该审计于2026年3月对加州超过7000个热门网站的网络流量进行监测,结果显示55%的网站在用户拒绝追踪的情况下仍设置广告cookie。谷歌未遵守全球隐私控制(GPC)信号的比例高达87%。审计报告指出,当浏览器启用GPC时,会向谷歌服务器发送“sec-gpc: 1”信号,谷歌应停止返回追踪cookie,但实际响应中仍包含“set-cookie”命令,明确创建名为IDE的广告cookie。
微软的违规率为50%,Meta为69%。审计发现,Meta提供的追踪代码未包含任何GPC信号检测机制,无论用户隐私偏好如何,均无条件加载、触发追踪事件并设置cookie。

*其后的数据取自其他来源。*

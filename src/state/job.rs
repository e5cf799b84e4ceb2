use std::fmt;

use serde::{Deserialize, Serialize};
use serde_json::{Map, Value};

/// The lifecycle states a job can be reported in.
///
/// Declaration order is the "definitiveness" order used for display:
/// pending → running → success → failure → expired → revoked → interrupted.
/// It is not a trust order; the reconciler decides trust by evidence source.
#[derive(Debug, Clone, Copy, PartialEq, Eq, PartialOrd, Ord, Hash, Serialize, Deserialize)]
#[serde(rename_all = "lowercase")]
pub enum JobState {
    Pending,
    Running,
    Success,
    Failure,
    Expired,
    Revoked,
    /// Only produced by heuristic reconstruction; never surfaced to callers.
    Interrupted,
}

impl JobState {
    pub fn as_str(&self) -> &'static str {
        match self {
            JobState::Pending => "pending",
            JobState::Running => "running",
            JobState::Success => "success",
            JobState::Failure => "failure",
            JobState::Expired => "expired",
            JobState::Revoked => "revoked",
            JobState::Interrupted => "interrupted",
        }
    }

    /// Success and failure are the only states a worker can finish in.
    pub fn is_terminal(&self) -> bool {
        matches!(self, JobState::Success | JobState::Failure)
    }

    pub fn is_active(&self) -> bool {
        matches!(self, JobState::Pending | JobState::Running)
    }
}

impl fmt::Display for JobState {
    fn fmt(&self, f: &mut fmt::Formatter<'_>) -> fmt::Result {
        f.write_str(self.as_str())
    }
}

/// Named sub-steps of a running job, in execution order.
#[derive(Debug, Clone, Copy, PartialEq, Eq, PartialOrd, Ord, Hash, Serialize, Deserialize)]
#[serde(rename_all = "lowercase")]
pub enum Stage {
    Processing,
    Verifying,
    Enhancing,
    Packaging,
}

impl Stage {
    pub const ALL: [Stage; 4] = [
        Stage::Processing,
        Stage::Verifying,
        Stage::Enhancing,
        Stage::Packaging,
    ];

    pub fn as_str(&self) -> &'static str {
        match self {
            Stage::Processing => "processing",
            Stage::Verifying => "verifying",
            Stage::Enhancing => "enhancing",
            Stage::Packaging => "packaging",
        }
    }

    /// Human-readable description shown to operators while the stage runs.
    pub fn default_info(&self) -> &'static str {
        match self {
            Stage::Processing => "Running the analysis",
            Stage::Verifying => "Verifying analysis results",
            Stage::Enhancing => "Enhancing result files",
            Stage::Packaging => "Finalizing results and creating zip archive",
        }
    }
}

impl fmt::Display for Stage {
    fn fmt(&self, f: &mut fmt::Formatter<'_>) -> fmt::Result {
        f.write_str(self.as_str())
    }
}

impl std::str::FromStr for Stage {
    type Err = String;

    fn from_str(s: &str) -> Result<Self, Self::Err> {
        match normalize_label(s) {
            Some((_, Some(stage))) => Ok(stage),
            _ => Err(format!("unknown stage: {s}")),
        }
    }
}

/// Maps a raw state label, as found in state files, cache records or queue
/// reports, to a state and optional stage.
///
/// Returns `None` for labels nobody in the pipeline writes; callers pick the
/// fallback that fits their tier.
pub fn normalize_label(raw: &str) -> Option<(JobState, Option<Stage>)> {
    let label = raw.trim().to_ascii_lowercase();
    let normalized = match label.as_str() {
        "success" | "successful" => (JobState::Success, None),
        "failure" | "failed" => (JobState::Failure, None),
        "pending" | "waiting" => (JobState::Pending, None),
        "running" | "started" | "retry" => (JobState::Running, None),
        "processing" => (JobState::Running, Some(Stage::Processing)),
        "verifying" => (JobState::Running, Some(Stage::Verifying)),
        "enhancing" => (JobState::Running, Some(Stage::Enhancing)),
        "packaging" => (JobState::Running, Some(Stage::Packaging)),
        "revoked" => (JobState::Revoked, None),
        "expired" => (JobState::Expired, None),
        "interrupted" => (JobState::Interrupted, None),
        _ => return None,
    };
    Some(normalized)
}

/// Distinguishes between logic failures and infrastructure failures.
#[derive(Debug, Clone, Copy, PartialEq, Eq, Serialize, Deserialize)]
#[serde(rename_all = "lowercase")]
pub enum FailureKind {
    /// The job's input or analysis was invalid.
    Business,
    /// Infrastructure failed (disk, worker crash, external tool).
    System,
}

impl fmt::Display for FailureKind {
    fn fmt(&self, f: &mut fmt::Formatter<'_>) -> fmt::Result {
        match self {
            FailureKind::Business => write!(f, "Business"),
            FailureKind::System => write!(f, "System"),
        }
    }
}

/// Error payload recorded by `StateWriter::mark_failure`.
#[derive(Debug, Clone, PartialEq, Eq, Serialize, Deserialize)]
pub struct FailureInfo {
    pub message: String,
    #[serde(default, skip_serializing_if = "Option::is_none")]
    pub kind: Option<FailureKind>,
    #[serde(default, skip_serializing_if = "Option::is_none")]
    pub code: Option<String>,
    #[serde(default, skip_serializing_if = "Option::is_none")]
    pub suggestion: Option<String>,
}

impl FailureInfo {
    pub fn new(message: impl Into<String>) -> Self {
        Self {
            message: message.into(),
            kind: None,
            code: None,
            suggestion: None,
        }
    }

    pub fn with_kind(mut self, kind: FailureKind) -> Self {
        self.kind = Some(kind);
        self
    }

    pub fn with_code(mut self, code: impl Into<String>) -> Self {
        self.code = Some(code.into());
        self
    }

    pub fn with_suggestion(mut self, suggestion: impl Into<String>) -> Self {
        self.suggestion = Some(suggestion.into());
        self
    }
}

/// The value stored in the ephemeral cache for one job.
#[derive(Debug, Clone, PartialEq, Serialize, Deserialize)]
pub struct JobRecord {
    pub job_id: String,
    pub state: JobState,
    #[serde(default, skip_serializing_if = "Option::is_none")]
    pub stage: Option<Stage>,
    /// Unix seconds of the write that produced this record.
    pub timestamp: i64,
    #[serde(default)]
    pub metadata: Map<String, Value>,
}

impl JobRecord {
    pub fn new(job_id: impl Into<String>, state: JobState, timestamp: i64) -> Self {
        Self {
            job_id: job_id.into(),
            state,
            stage: None,
            timestamp,
            metadata: Map::new(),
        }
    }

    pub fn with_stage(mut self, stage: Option<Stage>) -> Self {
        self.stage = stage;
        self
    }

    pub fn with_metadata(mut self, metadata: Map<String, Value>) -> Self {
        self.metadata = metadata;
        self
    }

    pub fn stage_info(&self) -> Option<String> {
        self.metadata
            .get("stage_info")
            .and_then(Value::as_str)
            .map(str::to_string)
    }

    /// Operator-supplied job category, used for cache statistics.
    pub fn task_type(&self) -> &str {
        self.metadata
            .get("task_type")
            .and_then(Value::as_str)
            .unwrap_or("unknown")
    }
}

/// Pulls a user-facing error message out of a metadata object.
///
/// Accepts the shapes the worker and queue have historically written:
/// `{"error": {"message": ..}}`, `{"error": ".."}`, `{"message": ..}` and
/// `{"errorMessage": ..}`. Blank messages are ignored.
pub fn error_message_from(metadata: &Map<String, Value>) -> Option<String> {
    let nested = metadata.get("error").and_then(|error| match error {
        Value::String(s) => Some(s.as_str()),
        Value::Object(obj) => obj.get("message").and_then(Value::as_str),
        _ => None,
    });
    [
        nested,
        metadata.get("errorMessage").and_then(Value::as_str),
        metadata.get("message").and_then(Value::as_str),
    ]
    .into_iter()
    .flatten()
    .map(str::trim)
    .find(|m| !m.is_empty())
    .map(str::to_string)
}

#[cfg(test)]
mod tests {
    use super::*;
    use serde_json::json;

    #[test]
    fn normalize_label_covers_worker_and_queue_labels() {
        assert_eq!(normalize_label("SUCCESS"), Some((JobState::Success, None)));
        assert_eq!(normalize_label("failed"), Some((JobState::Failure, None)));
        assert_eq!(normalize_label("STARTED"), Some((JobState::Running, None)));
        assert_eq!(
            normalize_label("packaging"),
            Some((JobState::Running, Some(Stage::Packaging)))
        );
        assert_eq!(
            normalize_label(" Verifying "),
            Some((JobState::Running, Some(Stage::Verifying)))
        );
        assert_eq!(normalize_label("waiting"), Some((JobState::Pending, None)));
        assert_eq!(normalize_label("mystery"), None);
    }

    #[test]
    fn stage_labels_round_trip_through_from_str() {
        for stage in Stage::ALL {
            assert_eq!(stage.as_str().parse::<Stage>().unwrap(), stage);
        }
        assert!("running".parse::<Stage>().is_err());
    }

    #[test]
    fn definitiveness_order_follows_lifecycle() {
        assert!(JobState::Pending < JobState::Running);
        assert!(JobState::Running < JobState::Success);
        assert!(JobState::Success < JobState::Expired);
        assert!(JobState::Success.is_terminal());
        assert!(!JobState::Expired.is_terminal());
    }

    #[test]
    fn job_record_serializes_lowercase_labels() {
        let record = JobRecord::new("j1", JobState::Running, 100).with_stage(Some(Stage::Enhancing));
        let json = serde_json::to_value(&record).unwrap();
        assert_eq!(json["state"], "running");
        assert_eq!(json["stage"], "enhancing");

        let back: JobRecord = serde_json::from_value(json).unwrap();
        assert_eq!(back, record);
    }

    #[test]
    fn error_message_from_accepts_known_shapes() {
        let nested = json!({"error": {"message": "boom", "code": "E1"}});
        assert_eq!(error_message_from(nested.as_object().unwrap()).as_deref(), Some("boom"));

        let flat = json!({"error": "disk full"});
        assert_eq!(error_message_from(flat.as_object().unwrap()).as_deref(), Some("disk full"));

        let queue = json!({"errorMessage": "bad input"});
        assert_eq!(error_message_from(queue.as_object().unwrap()).as_deref(), Some("bad input"));

        let blank = json!({"error": "  "});
        assert_eq!(error_message_from(blank.as_object().unwrap()), None);
    }

    #[test]
    fn failure_kind_display() {
        assert_eq!(FailureKind::Business.to_string(), "Business");
        assert_eq!(FailureKind::System.to_string(), "System");
    }
}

三家公司均对报告提出异议。谷歌称该研究基于“对产品工作机制的根本误解”,微软和Meta也未承认违规。加州CCPA赋予用户拒绝个人数据被出售的权利,GPC是实现该权利的技术标准,违规企业可能面临数亿美元罚款。
此次审计凸显全球科技巨头在隐私合规执行中的系统性漏洞,引发对数据治理与用户权利保障的广泛关注。
编辑点评
此次审计揭示了全球科技巨头在隐私合规执行层面的系统性缺陷,其影响远超加州一地。尽管CCPA和GPC为用户提供了明确的法律和技术工具,但谷歌、微软、Meta等企业仍以“技术复杂性”或“产品误读”为由规避责任,反映出企业利益与用户权利之间的结构性冲突。这种大规模违规行为不仅挑战了美国在数字隐私立法上的领先地位,也对全球数据治理标准构成压力——若主要科技公司无法遵守本国法律,其他国家在制定类似法规时将面临更强的合规阻力。此外,该事件可能催生更严格的监管措施,包括针对科技巨头的专项执法、罚款机制升级,甚至推动联邦层面隐私立法的加速。从长远看,若企业持续漠视用户选择权,将侵蚀公众对数字平台的信任,进而影响数字经济发展根基。